> _Activity_: Your task is to restate word for word the line containing "String, message: String" and each line that follows it in the listing, and only those.

BEGIN

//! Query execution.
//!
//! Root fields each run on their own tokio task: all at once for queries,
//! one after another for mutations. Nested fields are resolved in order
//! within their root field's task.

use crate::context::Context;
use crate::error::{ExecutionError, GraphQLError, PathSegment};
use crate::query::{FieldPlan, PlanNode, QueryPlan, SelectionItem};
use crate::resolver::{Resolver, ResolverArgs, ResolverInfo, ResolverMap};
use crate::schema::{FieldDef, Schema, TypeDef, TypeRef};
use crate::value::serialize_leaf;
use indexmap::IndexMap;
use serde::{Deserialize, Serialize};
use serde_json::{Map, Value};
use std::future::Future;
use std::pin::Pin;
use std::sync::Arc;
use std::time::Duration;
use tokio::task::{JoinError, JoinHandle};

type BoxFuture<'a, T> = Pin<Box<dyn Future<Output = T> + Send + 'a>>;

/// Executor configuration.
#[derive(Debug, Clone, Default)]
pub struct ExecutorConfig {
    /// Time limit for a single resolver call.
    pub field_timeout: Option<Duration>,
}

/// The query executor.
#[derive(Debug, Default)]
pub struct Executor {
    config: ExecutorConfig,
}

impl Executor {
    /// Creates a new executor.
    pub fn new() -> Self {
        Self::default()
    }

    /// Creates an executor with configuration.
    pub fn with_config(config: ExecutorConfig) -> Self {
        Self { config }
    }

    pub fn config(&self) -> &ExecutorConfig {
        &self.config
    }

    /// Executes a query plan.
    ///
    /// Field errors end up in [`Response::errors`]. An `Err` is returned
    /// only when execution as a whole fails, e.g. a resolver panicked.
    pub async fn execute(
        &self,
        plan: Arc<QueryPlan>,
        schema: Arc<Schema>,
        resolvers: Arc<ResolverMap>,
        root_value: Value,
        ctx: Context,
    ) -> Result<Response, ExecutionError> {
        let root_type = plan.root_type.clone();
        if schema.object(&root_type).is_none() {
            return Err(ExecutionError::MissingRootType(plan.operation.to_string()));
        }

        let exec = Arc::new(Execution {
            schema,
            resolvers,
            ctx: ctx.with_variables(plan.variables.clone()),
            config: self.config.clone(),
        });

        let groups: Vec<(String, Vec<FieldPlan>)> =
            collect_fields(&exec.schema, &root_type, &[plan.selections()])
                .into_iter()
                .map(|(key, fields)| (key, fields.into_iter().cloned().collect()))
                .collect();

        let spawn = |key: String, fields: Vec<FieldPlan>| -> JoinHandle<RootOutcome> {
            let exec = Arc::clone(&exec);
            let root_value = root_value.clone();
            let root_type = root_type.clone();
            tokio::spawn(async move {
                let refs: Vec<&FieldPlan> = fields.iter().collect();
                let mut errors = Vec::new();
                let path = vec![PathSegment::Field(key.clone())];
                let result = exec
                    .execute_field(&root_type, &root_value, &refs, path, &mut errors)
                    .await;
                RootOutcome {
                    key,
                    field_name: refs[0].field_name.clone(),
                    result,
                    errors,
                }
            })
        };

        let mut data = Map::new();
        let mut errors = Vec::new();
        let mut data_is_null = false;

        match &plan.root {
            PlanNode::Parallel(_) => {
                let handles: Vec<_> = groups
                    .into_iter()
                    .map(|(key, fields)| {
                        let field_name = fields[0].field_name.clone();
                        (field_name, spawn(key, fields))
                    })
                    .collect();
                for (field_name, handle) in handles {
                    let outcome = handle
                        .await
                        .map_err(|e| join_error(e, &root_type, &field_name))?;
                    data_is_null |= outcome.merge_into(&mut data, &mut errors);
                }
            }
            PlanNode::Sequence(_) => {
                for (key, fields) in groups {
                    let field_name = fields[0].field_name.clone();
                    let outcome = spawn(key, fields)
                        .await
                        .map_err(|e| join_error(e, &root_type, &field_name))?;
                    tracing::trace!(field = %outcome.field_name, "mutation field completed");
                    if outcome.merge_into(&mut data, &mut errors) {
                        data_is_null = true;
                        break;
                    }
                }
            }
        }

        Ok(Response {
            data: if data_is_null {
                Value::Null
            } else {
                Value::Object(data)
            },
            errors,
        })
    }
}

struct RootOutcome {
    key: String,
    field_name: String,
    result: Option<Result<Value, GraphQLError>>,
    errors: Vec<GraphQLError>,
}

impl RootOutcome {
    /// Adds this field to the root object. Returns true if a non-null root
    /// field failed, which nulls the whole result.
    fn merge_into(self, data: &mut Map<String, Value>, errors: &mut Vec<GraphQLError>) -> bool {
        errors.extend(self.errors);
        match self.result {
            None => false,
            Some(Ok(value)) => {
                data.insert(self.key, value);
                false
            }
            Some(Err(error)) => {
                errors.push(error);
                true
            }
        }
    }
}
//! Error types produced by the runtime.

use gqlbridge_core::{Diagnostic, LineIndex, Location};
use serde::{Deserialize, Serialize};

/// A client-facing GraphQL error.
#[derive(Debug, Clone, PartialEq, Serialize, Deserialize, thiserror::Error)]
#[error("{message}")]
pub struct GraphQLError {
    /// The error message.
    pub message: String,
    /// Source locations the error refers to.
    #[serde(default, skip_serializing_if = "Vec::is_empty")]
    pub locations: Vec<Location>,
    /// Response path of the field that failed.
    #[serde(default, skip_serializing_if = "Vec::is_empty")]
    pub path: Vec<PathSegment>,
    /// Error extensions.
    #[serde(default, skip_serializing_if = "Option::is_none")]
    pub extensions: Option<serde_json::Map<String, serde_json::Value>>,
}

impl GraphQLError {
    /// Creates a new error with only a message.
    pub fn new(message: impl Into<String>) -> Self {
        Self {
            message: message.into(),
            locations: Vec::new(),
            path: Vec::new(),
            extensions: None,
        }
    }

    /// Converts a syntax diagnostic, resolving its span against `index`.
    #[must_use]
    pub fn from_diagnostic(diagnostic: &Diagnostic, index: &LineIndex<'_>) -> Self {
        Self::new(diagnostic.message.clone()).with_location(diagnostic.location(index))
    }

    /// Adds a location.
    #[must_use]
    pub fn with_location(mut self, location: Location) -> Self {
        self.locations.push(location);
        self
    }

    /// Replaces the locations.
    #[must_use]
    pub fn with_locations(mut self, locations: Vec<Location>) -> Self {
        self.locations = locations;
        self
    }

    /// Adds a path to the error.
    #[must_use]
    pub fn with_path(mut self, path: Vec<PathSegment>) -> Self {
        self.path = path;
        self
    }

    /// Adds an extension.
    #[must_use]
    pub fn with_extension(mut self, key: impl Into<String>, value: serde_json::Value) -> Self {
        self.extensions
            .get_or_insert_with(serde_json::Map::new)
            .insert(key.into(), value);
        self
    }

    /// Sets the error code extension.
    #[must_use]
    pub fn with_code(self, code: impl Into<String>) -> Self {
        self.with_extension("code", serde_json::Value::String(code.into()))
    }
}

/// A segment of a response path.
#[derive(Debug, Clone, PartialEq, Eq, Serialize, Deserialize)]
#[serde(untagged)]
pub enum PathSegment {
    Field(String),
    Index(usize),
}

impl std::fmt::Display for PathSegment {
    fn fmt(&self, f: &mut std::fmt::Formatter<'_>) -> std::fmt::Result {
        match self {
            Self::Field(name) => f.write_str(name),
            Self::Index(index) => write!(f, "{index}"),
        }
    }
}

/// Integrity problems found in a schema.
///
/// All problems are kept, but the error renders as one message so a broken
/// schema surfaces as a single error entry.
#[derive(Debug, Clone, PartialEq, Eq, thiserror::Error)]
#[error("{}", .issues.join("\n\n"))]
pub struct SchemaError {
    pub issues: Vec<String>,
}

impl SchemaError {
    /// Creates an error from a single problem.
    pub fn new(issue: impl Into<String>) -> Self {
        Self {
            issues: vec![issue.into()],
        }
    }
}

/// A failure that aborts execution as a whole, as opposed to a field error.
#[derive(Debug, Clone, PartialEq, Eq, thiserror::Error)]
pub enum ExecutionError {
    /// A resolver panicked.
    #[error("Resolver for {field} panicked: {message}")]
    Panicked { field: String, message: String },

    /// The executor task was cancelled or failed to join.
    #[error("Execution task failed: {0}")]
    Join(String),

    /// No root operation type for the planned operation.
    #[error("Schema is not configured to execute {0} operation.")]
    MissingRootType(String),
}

END

> _Reply to the exercise_:
    Panicked { field: String, message: String },

    /// The executor task was cancelled or failed to join.
    #[error("Execution task failed: {0}")]
    Join(String),

    /// No root operation type for the planned operation.
    #[error("Schema is not configured to execute {0} operation.")]
    MissingRootType(String),
}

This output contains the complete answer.